START DATA FOR PROCESSING

//! Keypairs and key agreement
//!
//! Users and the coordinator hold Baby Jubjub keypairs. A message is
//! encrypted under the ECDH secret between an ephemeral key and the
//! coordinator key, so only those two parties can read it.
//!
//! String forms use the `sottosk.` / `sottopk.` prefixes so keys cannot be
//! pasted into the wrong slot unnoticed.

use std::fmt;

use ark_ed_on_bn254::EdwardsAffine;
use ark_ff::{BigInteger, PrimeField};
use ark_serialize::{CanonicalDeserialize, CanonicalSerialize};

use sotto_curve::{Point, PointOps, ScalarField};

use crate::errors::{DomainError, DomainResult};

/// Serialized private key prefix
pub const PRIV_KEY_PREFIX: &str = "sottosk.";

/// Serialized public key prefix
pub const PUB_KEY_PREFIX: &str = "sottopk.";

/// A private key: a scalar in the prime-order subgroup
#[derive(Clone, Copy, PartialEq, Eq)]
pub struct PrivKey(ScalarField);

impl PrivKey {
    /// Wrap an existing scalar
    pub fn from_scalar(scalar: ScalarField) -> Self {
        Self(scalar)
    }

    /// Sample a fresh private key
    pub fn random<R: ark_std::rand::Rng + ?Sized>(rng: &mut R) -> Self {
        Self(sotto_curve::random_scalar(rng))
    }

    /// The underlying scalar
    pub fn scalar(&self) -> &ScalarField {
        &self.0
    }

    /// Derive the matching public key
    pub fn public_key<C: PointOps>(&self, curve: &C) -> PubKey {
        PubKey(curve.mul_base(&self.0))
    }

    /// Serialize as `sottosk.<hex>`
    pub fn serialize(&self) -> String {
        let bytes = self.0.into_bigint().to_bytes_be();
        format!("{}{}", PRIV_KEY_PREFIX, hex::encode(bytes))
    }

    /// Parse a `sottosk.<hex>` string
    pub fn deserialize(input: &str) -> DomainResult<Self> {
        let body = input
            .strip_prefix(PRIV_KEY_PREFIX)
            .ok_or_else(|| DomainError::KeyEncoding("missing sottosk. prefix".into()))?;

        let bytes = hex::decode(body).map_err(|e| DomainError::KeyEncoding(e.to_string()))?;
        if bytes.len() > 32 {
            return Err(DomainError::KeyEncoding(format!(
                "expected at most 32 bytes, got {}",
                bytes.len()
            )));
        }

        let mut padded = [0u8; 32];
        padded[32 - bytes.len()..].copy_from_slice(&bytes);
        let scalar = ScalarField::from_be_bytes_mod_order(&padded);

        // Reject non-canonical values (>= subgroup order)
        if scalar.into_bigint().to_bytes_be() != padded {
            return Err(DomainError::KeyEncoding(
                "scalar exceeds the subgroup order".into(),
            ));
        }

        Ok(Self(scalar))
    }
}

impl fmt::Debug for PrivKey {
    fn fmt(&self, f: &mut fmt::Formatter<'_>) -> fmt::Result {
        // Never log key material
        write!(f, "PrivKey(..)")
    }
}

/// A public key: a validated point on Baby Jubjub
#[derive(Clone, Copy, Debug, PartialEq, Eq)]
pub struct PubKey(pub Point);

impl PubKey {
    /// Wrap raw coordinates without validation
    pub fn from_point(point: Point) -> Self {
        Self(point)
    }

    /// The affine point
    pub fn point(&self) -> &Point {
        &self.0
    }

    /// Serialize as `sottopk.<hex>` (compressed point)
    pub fn serialize(&self) -> DomainResult<String> {
        let affine = EdwardsAffine::new_unchecked(self.0.x, self.0.y);
        let mut buf = Vec::with_capacity(32);
        affine
            .serialize_compressed(&mut buf)
            .map_err(|e| DomainError::KeyEncoding(e.to_string()))?;
        Ok(format!("{}{}", PUB_KEY_PREFIX, hex::encode(buf)))
    }

    /// Parse a `sottopk.<hex>` string, validating curve membership
    pub fn deserialize(input: &str) -> DomainResult<Self> {
        let body = input
            .strip_prefix(PUB_KEY_PREFIX)
            .ok_or_else(|| DomainError::KeyEncoding("missing sottopk. prefix".into()))?;

        let bytes = hex::decode(body).map_err(|e| DomainError::KeyEncoding(e.to_string()))?;
        let affine = EdwardsAffine::deserialize_compressed(bytes.as_slice())
            .map_err(|e| DomainError::KeyEncoding(e.to_string()))?;

        Ok(Self(Point::new(affine.x, affine.y)))
    }
}

/// A private/public keypair
#[derive(Clone, Debug)]
pub struct Keypair {
    pub priv_key: PrivKey,
    pub pub_key: PubKey,
}

impl Keypair {
    /// Generate a fresh keypair
    pub fn generate<C: PointOps, R: ark_std::rand::Rng + ?Sized>(curve: &C, rng: &mut R) -> Self {
        let priv_key = PrivKey::random(rng);
        let pub_key = priv_key.public_key(curve);
        Self { priv_key, pub_key }
    }

    /// Rebuild a keypair from a private key
    pub fn from_priv_key<C: PointOps>(curve: &C, priv_key: PrivKey) -> Self {
        let pub_key = priv_key.public_key(curve);
        Self { priv_key, pub_key }
    }
}

/// An ECDH shared secret, kept as a curve point
#[derive(Clone, Copy, Debug, PartialEq, Eq)]
pub struct SharedKey(pub Point);

/// Derive the ECDH shared key between a private and a public key.
///
/// Both sides of an exchange arrive at the same point:
/// `ecdh(a, B) == ecdh(b, A)`.
pub fn ecdh<C: PointOps>(curve: &C, priv_key: &PrivKey, pub_key: &PubKey) -> DomainResult<SharedKey> {
    let point = curve.mul(pub_key.point(), priv_key.scalar())?;
    Ok(SharedKey(point))
}

#[cfg(test)]
mod tests {
    use super::*;
    use sotto_curve::BabyJubjub;

    #[test]
    fn test_keypair_roundtrip() {
        let curve = BabyJubjub::new();
        let mut rng = ark_std::test_rng();
        let keypair = Keypair::generate(&curve, &mut rng);

        let sk = keypair.priv_key.serialize();
        let pk = keypair.pub_key.serialize().unwrap();

        assert!(sk.starts_with(PRIV_KEY_PREFIX));
        assert!(pk.starts_with(PUB_KEY_PREFIX));

        let sk_back = PrivKey::deserialize(&sk).unwrap();
        let pk_back = PubKey::deserialize(&pk).unwrap();

        assert_eq!(sk_back, keypair.priv_key);
        assert_eq!(pk_back, keypair.pub_key);
    }

    #[test]
    fn test_priv_key_prefix_required() {
        let curve = BabyJubjub::new();
        let mut rng = ark_std::test_rng();
        let keypair = Keypair::generate(&curve, &mut rng);

        let raw = keypair.priv_key.serialize().replace(PRIV_KEY_PREFIX, "");
        assert!(PrivKey::deserialize(&raw).is_err());
        assert!(PubKey::deserialize(&raw).is_err());
    }

    #[test]
    fn test_pub_key_matches_priv_key() {
        let curve = BabyJubjub::new();
        let mut rng = ark_std::test_rng();
        let keypair = Keypair::generate(&curve, &mut rng);

        let derived = keypair.priv_key.public_key(&curve);
        assert_eq!(derived, keypair.pub_key);
    }

    #[test]
    fn test_ecdh_symmetry() {
        let curve = BabyJubjub::new();
        let mut rng = ark_std::test_rng();

        let alice = Keypair::generate(&curve, &mut rng);
        let bob = Keypair::generate(&curve, &mut rng);

        let k1 = ecdh(&curve, &alice.priv_key, &bob.pub_key).unwrap();
        let k2 = ecdh(&curve, &bob.priv_key, &alice.pub_key).unwrap();

        assert_eq!(k1, k2);
    }

    #[test]
    fn test_debug_does_not_leak_scalar() {
        let curve = BabyJubjub::new();
        let mut rng = ark_std::test_rng();
        let keypair = Keypair::generate(&curve, &mut rng);

        let rendered = format!("{:?}", keypair.priv_key);
        assert_eq!(rendered, "PrivKey(..)");
    }
}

END DATA FOR PROCESSING

:: PROBLEM TO SOLVE ::
Every line above that includes the word "unwrap" should be listed.

:: WRITTEN SOLUTION ::
        let pk = keypair.pub_key.serialize().unwrap();
        let sk_back = PrivKey::deserialize(&sk).unwrap();
        let pk_back = PubKey::deserialize(&pk).unwrap();
        let k1 = ecdh(&curve, &alice.priv_key, &bob.pub_key).unwrap();
        let k2 = ecdh(&curve, &bob.priv_key, &alice.pub_key).unwrap();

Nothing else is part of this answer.